Rehan berbalik ke dalam pelukannya, minum sambil menatapnya. Rasanya sudah lama sekali mereka tidak mengalami momen seperti ini, hanya berdua, tidak ada pekerjaan atau studi yang menuntut perhatian mereka.


Saat mereka duduk untuk makan, percakapan mengalir dengan mudah, mengisi kekosongan yang terbentuk dalam kehidupan mereka yang sibuk. Rehan berbicara dengan penuh semangat tentang proyek-proyeknya di TechFuture, inovasi-inovasi yang ia saksikan secara langsung. Nadia berbagi cerita dari kios, matanya berbinar-binar saat dia menjelaskan rencananya untuk mengubah visual merchandising.


Di tengah-tengah tawa mereka karena sebuah kelakuan pelanggan yang lucu, Nadia tiba-tiba menjadi serius. “Rehan,” katanya sambil mengulurkan tangan ke seberang meja untuk meraih tangannya. "Aku lagi mikir. Mungkin kita perlu istirahat sejenak dari semua ini.”


Rehan merasakan jantungnya berdegup kencang, rasa takut mencengkeramnya. “Istirahat?” dia menggema, suaranya hampir tidak terdengar seperti bisikan.


Mata Nadia membelalak saat ia menyadari bagaimana kata-katanya terdengar. "Bukan, bukan," dia bergegas mengklarifikasi. "Bukan kita. Sama sekali bukan dari kita. Maksudku istirahat dari kota, dari pekerjaan, dari semuanya.

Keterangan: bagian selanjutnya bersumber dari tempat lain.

use std::path::{Path, PathBuf};

use candle_core::{Device, Tensor};
use tokenizers::Tokenizer;
use tracing::{debug, info};

use super::bert::NliClassifier;
use super::device::select_device;
use super::error::NliError;
use super::utils::load_pair_tokenizer;
use super::NliPredictor;
use crate::constants::{MAX_INPUT_TOKENS, NLI_CLASSES};

/// Batched NLI predictor backed by a candle encoder loaded from safetensors.
///
/// The model directory must contain `config.json`, `model.safetensors` and
/// `tokenizer.json`.
pub struct CandleNliPredictor {
    device: Device,
    model_dir: PathBuf,
    model: NliClassifier,
    tokenizer: Tokenizer,
}

impl std::fmt::Debug for CandleNliPredictor {
    fn fmt(&self, f: &mut std::fmt::Formatter<'_>) -> std::fmt::Result {
        f.debug_struct("CandleNliPredictor")
            .field("device", &format!("{:?}", self.device))
            .field("model_dir", &self.model_dir)
            .finish()
    }
}

impl CandleNliPredictor {
    pub fn load(model_dir: &Path) -> Result<Self, NliError> {
        if !model_dir.exists() {
            return Err(NliError::ModelLoadFailed {
                reason: format!("NLI model path not found: {}", model_dir.display()),
            });
        }

        for required in ["config.json", "model.safetensors", "tokenizer.json"] {
            if !model_dir.join(required).exists() {
                return Err(NliError::ModelLoadFailed {
                    reason: format!("Missing {} in {}", required, model_dir.display()),
                });
            }
        }

        let device = select_device()?;
        debug!(?device, "Selected compute device for NLI predictor");

        info!(model_dir = %model_dir.display(), "Loading NLI model");

        let model =
            NliClassifier::load(model_dir, &device).map_err(|e| NliError::ModelLoadFailed {
                reason: format!("Failed to load NLI model: {}", e),
            })?;

        let tokenizer = load_pair_tokenizer(model_dir, MAX_INPUT_TOKENS).map_err(|e| {
            NliError::ModelLoadFailed {
                reason: format!("Failed to load tokenizer: {}", e),
            }
        })?;

        info!(model_dir = %model_dir.display(), "NLI model loaded successfully");

        Ok(Self {
            device,
            model_dir: model_dir.to_path_buf(),
            model,
            tokenizer,
        })
    }

    pub fn device(&self) -> &Device {
        &self.device
    }

    fn batch_tensor(&self, rows: Vec<&[u32]>, seq_len: usize) -> Result<Tensor, NliError> {
        let batch = rows.len();
        let flat: Vec<u32> = rows.into_iter().flatten().copied().collect();
        Ok(Tensor::from_vec(flat, (batch, seq_len), &self.device)?)
    }
}

impl NliPredictor for CandleNliPredictor {
    fn predict(&self, pairs: &[(&str, &str)]) -> Result<Vec<[f32; NLI_CLASSES]>, NliError> {
        if pairs.is_empty() {
            return Ok(Vec::new());
        }

        let encodings = self
            .tokenizer
            .encode_batch(pairs.to_vec(), true)
            .map_err(|e| NliError::TokenizationFailed {
                reason: e.to_string(),
            })?;

        let seq_len = encodings.first().map_or(0, |e| e.len());
        debug!(batch = pairs.len(), seq_len, "Running NLI batch");

        let input_ids = self.batch_tensor(encodings.iter().map(|e| e.get_ids()).collect(), seq_len)?;
        let type_ids =
            self.batch_tensor(encodings.iter().map(|e| e.get_type_ids()).collect(), seq_len)?;
        let attention_mask = self.batch_tensor(
            encodings.iter().map(|e| e.get_attention_mask()).collect(),
            seq_len,
        )?;

        let logits = self
            .model
            .forward(&input_ids, &type_ids, &attention_mask)
            .map_err(|e| NliError::InferenceFailed {
                reason: e.to_string(),
            })?;

        let probs = candle_nn::ops::softmax_last_dim(&logits)?.to_vec2::<f32>()?;

        if probs.len() != pairs.len() {
            return Err(NliError::InvalidOutput {
                expected: pairs.len(),
                actual: probs.len(),
            });
        }

        probs
            .into_iter()
            .map(|row| {
                <[f32; NLI_CLASSES]>::try_from(row.as_slice()).map_err(|_| {
                    NliError::InferenceFailed {
                        reason: format!("expected {NLI_CLASSES} classes, got {}", row.len()),
                    }
                })
            })
            .collect()
    }
}
//! Per-unit-pair NLI probability cubes.
//!
//! An [`Image`] is a `depth × rows × cols` array of `f32` stored plane-major.
//! A single-model image has depth 3 with planes in [`NliLabel`](crate::nli::NliLabel)
//! order (entailment, contradiction, neutral); rows index source-document units
//! and columns index generated units. Stacking images from several models
//! along the depth axis yields depth `3 × models`.

mod error;

#[cfg(test)]
mod tests;

pub use error::ImageError;

use crate::constants::{NLI_CLASSES, SIMPLEX_TOLERANCE};

#[derive(Debug, Clone, PartialEq)]
pub struct Image {
    depth: usize,
    rows: usize,
    cols: usize,
    data: Vec<f32>,
}

impl Image {
    /// Zero-filled image of the given shape.
    pub fn zeros(depth: usize, rows: usize, cols: usize) -> Self {
        Self {
            depth,
            rows,
            cols,
            data: vec![0.0; depth * rows * cols],
        }
    }

    /// Image returned when either side of a pair has no units.
    pub fn degenerate() -> Self {
        Self::zeros(NLI_CLASSES, 1, 1)
    }

    /// Builds an image from plane-major data, checking the length.
    pub fn from_vec(
        depth: usize,
        rows: usize,
        cols: usize,
        data: Vec<f32>,
    ) -> Result<Self, ImageError> {
        let expected = depth.checked_mul(rows).and_then(|n| n.checked_mul(cols));
        if expected != Some(data.len()) {
            return Err(ImageError::DataLength {
                depth,
                rows,
                cols,
                actual: data.len(),
            });
        }
        Ok(Self {
            depth,
            rows,
            cols,
            data,
        })
    }

    #[inline]
    pub fn depth(&self) -> usize {
        self.depth
    }

    #[inline]
    pub fn rows(&self) -> usize {
        self.rows
    }

    #[inline]
    pub fn cols(&self) -> usize {
        self.cols
    }

    #[inline]
    pub fn shape(&self) -> (usize, usize, usize) {
        (self.depth, self.rows, self.cols)
    }

    #[inline]
    pub fn as_slice(&self) -> &[f32] {
        &self.data
    }

    pub fn into_vec(self) -> Vec<f32> {
        self.data
    }

    #[inline]
    fn offset(&self, plane: usize, row: usize, col: usize) -> usize {
        debug_assert!(plane < self.depth && row < self.rows && col < self.cols);
        (plane * self.rows + row) * self.cols + col
    }

    #[inline]
    pub fn get(&self, plane: usize, row: usize, col: usize) -> f32 {
        self.data[self.offset(plane, row, col)]
    }

    #[inline]
    pub fn set(&mut self, plane: usize, row: usize, col: usize, value: f32) {
        let idx = self.offset(plane, row, col);
        self.data[idx] = value;
    }

    /// Values of one column of one plane, top to bottom.
    pub fn column(&self, plane: usize, col: usize) -> impl Iterator<Item = f32> + '_ {
        (0..self.rows).map(move |row| self.get(plane, row, col))
    }

    /// Copy keeping at most `max_rows` rows of every plane.
    pub fn truncate_rows(&self, max_rows: usize) -> Image {
        if self.rows <= max_rows {
            return self.clone();
        }

        let mut data = Vec::with_capacity(self.depth * max_rows * self.cols);
        let plane_len = self.rows * self.cols;
        for plane in self.data.chunks_exact(plane_len) {
            data.extend_from_slice(&plane[..max_rows * self.cols]);
        }

        Image {
            depth: self.depth,
            rows: max_rows,
            cols: self.cols,
            data,
        }
    }

    /// Stacks images along the depth axis; all must share rows and cols.
    pub fn stack(images: &[Image]) -> Result<Image, ImageError> {
        let first = images.first().ok_or(ImageError::Empty)?;

        if let Some(other) = images
            .iter()
            .find(|img| img.rows != first.rows || img.cols != first.cols)
        {
            return Err(ImageError::ShapeMismatch {
                left_rows: first.rows,
                left_cols: first.cols,
                right_rows: other.rows,
                right_cols: other.cols,
            });
        }

        let depth = images.iter().map(|img| img.depth).sum();
        let mut data = Vec::with_capacity(depth * first.rows * first.cols);
        for image in images {
            data.extend_from_slice(&image.data);
        }

        Ok(Image {
            depth,
            rows: first.rows,
            cols: first.cols,
            data,
        })
    }

    /// Returns `true` if every cell of every NLI triple sums to 1 within tolerance.
    ///
    /// Only meaningful for images whose depth is a multiple of three.
    pub fn is_simplex(&self) -> bool {
        if !self.depth.is_multiple_of(NLI_CLASSES) {
            return false;
        }
        (0..self.depth / NLI_CLASSES).all(|model| {
            let base = model * NLI_CLASSES;
            (0..self.rows).all(|row| {
                (0..self.cols).all(|col| {
                    let sum: f32 = (0..NLI_CLASSES)
                        .map(|label| self.get(base + label, row, col))
                        .sum();
                    (sum - 1.0).abs() <= SIMPLEX_TOLERANCE
                })
            })
        })
    }

    /// Returns `true` for the 1×1 all-zero image produced by empty inputs.
    pub fn is_degenerate(&self) -> bool {
        self.rows == 1 && self.cols == 1 && self.data.iter().all(|&v| v == 0.0)
    }
}
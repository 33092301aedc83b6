//! NLI-based factual consistency scoring for generated summaries.
//!
//! A source document and a generated text are chunked into units, every
//! `(document unit, generated unit)` pair is scored by an NLI model, and the
//! resulting probability cube (an [`Image`]) is collapsed into one consistency
//! score.
//!
//! # Pipeline
//!
//! - [`TextChunker`] splits text at a [`Granularity`].
//! - [`Imager`] builds and caches 3 × N × M images through an [`NliPredictor`].
//! - [`ZeroShotScorer`] reduces an image with fixed reductions.
//! - [`HistogramBinner`] + [`LearnedAggregator`] bin image columns and score
//!   them with two small linear layers.
//!
//! # Configuration
//! - [`Config`] reads `CONSISTENCY_*` environment variables.
//! - [`ImagerConfig`], [`ZeroShotConfig`], [`AggregatorConfig`] are validated
//!   at construction; string options parse into closed enums.
//!
//! ## Test/Mock Support
//! [`MockPredictor`] is available behind `#[cfg(any(test, feature = "mock"))]`.

pub mod aggregator;
pub mod chunking;
pub mod config;
pub mod constants;
pub mod hashing;
pub mod histogram;
pub mod image;
pub mod imager;
pub mod nli;
pub mod scoring;

pub use aggregator::{
    Aggregation, AggregatorConfig, AggregatorError, AggregatorOutput, AggregatorResult, ConvHead,
    LearnedAggregator,
};
pub use chunking::{Granularity, GranularityPair, SentenceSplitter, TextChunker, UnicodeSentenceSplitter};
pub use config::{Config, ConfigError};
pub use hashing::hash_text_pair;
pub use histogram::{BinEdges, HistogramBinner, HistogramMatrix, LabelSelection};
pub use image::{Image, ImageError};
pub use imager::{
    CacheStore, CacheStoreError, ImageCache, Imager, ImagerConfig, ImagerError, ImagerResult,
};
#[cfg(any(test, feature = "mock"))]
pub use nli::MockPredictor;
pub use nli::{CandleNliPredictor, LabelMap, ModelSpec, NliError, NliLabel, NliPredictor};
pub use scoring::{
    Combination, Reduction, ScoredPair, ScoringError, ZeroShotConfig, ZeroShotOutput,
    ZeroShotScorer,
};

Hanya untuk sementara waktu.”


Kelegaan menyelimuti Rehan, disusul rasa penasaran. "Apa yang ada di benakmu?"


Senyum mengembang di wajah Nadia, kegembiraan menari-nari di matanya. "Bagaimana menurutmu jika kita pergi ke Jogja? Ke kampung halaman ibuku?"


Usulan tersebut mengejutkan Rehan, namun ketika Nadia menjelaskan alasannya - kesempatan untuk menjalin hubungan dekat dengan keluarga, bertemu dengan keluarga besarnya, dan menjauh dari tekanan kehidupan sehari-hari - ia merasa senang dengan ide tersebut.


Dua minggu kemudian, mereka menemukan diri mereka berada di kereta api menuju Yogyakarta, dengan pemandangan Jawa yang rimbun bergulir melewati jendela kereta. Ketika mereka meninggalkan kota metropolitan yang luas, Rehan merasakan ketegangan yang selama ini ia pikul di pundaknya mulai berkurang.